Li Yiyao a marmonné « D'accord », puis s'est assis sur le bord de mon lit en disant : « Alors avance un peu plus, je te protégerai. »

Mes lèvres tressaillirent trois fois, et je me glissai silencieusement plus à l'intérieur.

Li Yiyao se glissa elle aussi sous la couette. « Quand je me suis enfuie en cachette, le vieux Yu l'a découvert, mais il m'a laissée partir et m'a demandé de venir te voir. Tu as l'air d'aller bien. » Soudain, elle toucha mes vêtements. « Tiens, tu as changé de vêtements… C'est Yin Liuchuan qui les a changés ? » Sa voix s'anima.

Mes lèvres ont tressailli quatre fois. «

…Le père de Yin Liuchuan.

»

«Alors, il semblerait que son père vous apprécie beaucoup ?»

Mes lèvres ont tressailli cinq fois, j'ai serré les dents et j'ai dit : « C'est exact. »

«

Tsk tsk, j'ai entendu dire que Yin Xuan est resté célibataire pendant de nombreuses années depuis la mort de sa femme, mais qu'il va se remarier. Dans ce cas, tu ne seras plus la maîtresse du palais céleste de Youlong, et Yin Liuchuan devra t'appeler mère.

»

Ses lèvres tressaillirent faiblement, mais il était impuissant...

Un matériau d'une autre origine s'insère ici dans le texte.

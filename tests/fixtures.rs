use pretty_assertions::assert_eq;

use faqchunk::{Chunk, ChunkingStrategy, Document, FaqProcessor};

fn summarize(chunks: &[Chunk]) -> String {
    chunks
        .iter()
        .map(|chunk| {
            format!(
                "{} | {} | {}",
                chunk.chunk_type,
                chunk.section().unwrap_or("-"),
                chunk.content().replace('\n', "\\n")
            )
        })
        .collect::<Vec<_>>()
        .join("\n")
}

#[test]
fn fixtures_match_expected_output() {
    let cases = [
        (
            "tidb-faq",
            include_str!("fixtures/markdown/tidb-faq.md"),
            include_str!("fixtures/expected/tidb-faq.txt"),
        ),
        (
            "unnumbered-faq",
            include_str!("fixtures/markdown/unnumbered-faq.md"),
            include_str!("fixtures/expected/unnumbered-faq.txt"),
        ),
        (
            "plain-notes",
            include_str!("fixtures/markdown/plain-notes.md"),
            include_str!("fixtures/expected/plain-notes.txt"),
        ),
    ];

    let processor = FaqProcessor::default();
    for (name, markdown, expected) in cases {
        let document = Document::new(format!("{name}.md"), markdown);
        let chunks = processor
            .process(&document, ChunkingStrategy::QaPair)
            .expect("qa_pair never fails");
        assert_eq!(
            summarize(&chunks),
            expected.trim_end_matches('\n'),
            "fixture mismatch: {name}"
        );
    }
}

#[test]
fn header_strategy_records_faq_path() {
    let document = Document::new("tidb-faq.md", include_str!("fixtures/markdown/tidb-faq.md"));
    let chunks = FaqProcessor::default()
        .process(&document, ChunkingStrategy::MarkdownHeader)
        .expect("markdown_header never fails");

    let q3 = chunks
        .iter()
        .find(|chunk| chunk.content() == "Three TiKV nodes.")
        .expect("Q3 answer chunk");
    assert_eq!(
        q3.metadata.get("Header 1").map(String::as_str),
        Some("TiDB FAQ")
    );
    assert_eq!(
        q3.metadata.get("Header 2").map(String::as_str),
        Some("Deployment")
    );
    assert_eq!(
        q3.metadata.get("Header 4").map(String::as_str),
        Some("Q3: What is the minimum number of nodes?")
    );
    assert!(chunks.iter().all(|chunk| !chunk.content().contains("Copyright")));
}

#[test]
fn fixed_length_covers_every_word() {
    let markdown = include_str!("fixtures/markdown/plain-notes.md");
    let processor = FaqProcessor::new(faqchunk::ChunkingConfig {
        max_length: 4,
        overlap_tokens: 1,
        ..Default::default()
    });
    let chunks = processor
        .process(&Document::new("plain-notes.md", markdown), ChunkingStrategy::FixedLength)
        .expect("valid window");

    let words: Vec<&str> = markdown.split_whitespace().collect();
    let mut rebuilt: Vec<String> = Vec::new();
    for (idx, chunk) in chunks.iter().enumerate() {
        assert!(chunk.content().split(' ').count() <= 4);
        let content = chunk.content();
        let mut parts = content.split(' ');
        if idx > 0 {
            parts.next();
        }
        rebuilt.extend(parts.map(str::to_owned));
    }
    assert_eq!(rebuilt, words);
}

« Mais Yin Xuan est si vieille, vous ne pourrez peut-être pas avoir d'enfants. Quand ce vieux scélérat mourra, si vous voulez une liaison, venez me voir, et je vous offrirai mon fils. »

Les lèvres de la garçon manqué esquissèrent un sourire silencieux...

« Guyi ? Pourquoi tu ne fais aucun bruit ? Tu dors ? Oh, pourquoi tu ne respires pas ?! Guyi, réveille-toi, réveille-toi… »

La longue nuit s'étire, la rosée froide dehors comme des larmes de chagrin à l'intérieur. La douce brise et la lune brillante rendent hommage à une vie courte mais extraordinaire.

Vingt tasses d'hydromel

L'hydromel, fait de perles et de jade, est une boisson douce ; en juin, les paysans transpirent abondamment. Mais rien ne se compare au vin de printemps, naturellement parfumé, là où les abeilles labourent les champs et où les fleurs donnent leur récolte. Le premier jour, il frémit doucement, les poissons écumant ; le deuxième jour, il tourbillonne, sa clarté éclatante. Le troisième jour, son parfum embaume la ville dès qu'on ouvre la jarre ; on le verse aussitôt dans la bouteille d'argent, sans remuer. La servante, Jin Xie, verse le vin de printemps ; ce vin, une fois versé, brille comme l'ambre.

...

Le lendemain, je me suis levé en me tordant de douleur, la bouche crispée.

Pendant que je prenais mon petit-déjeuner dans le hall du premier étage, j'ai également appris l'existence de la relation entre Li Yiyao et Lu Wen.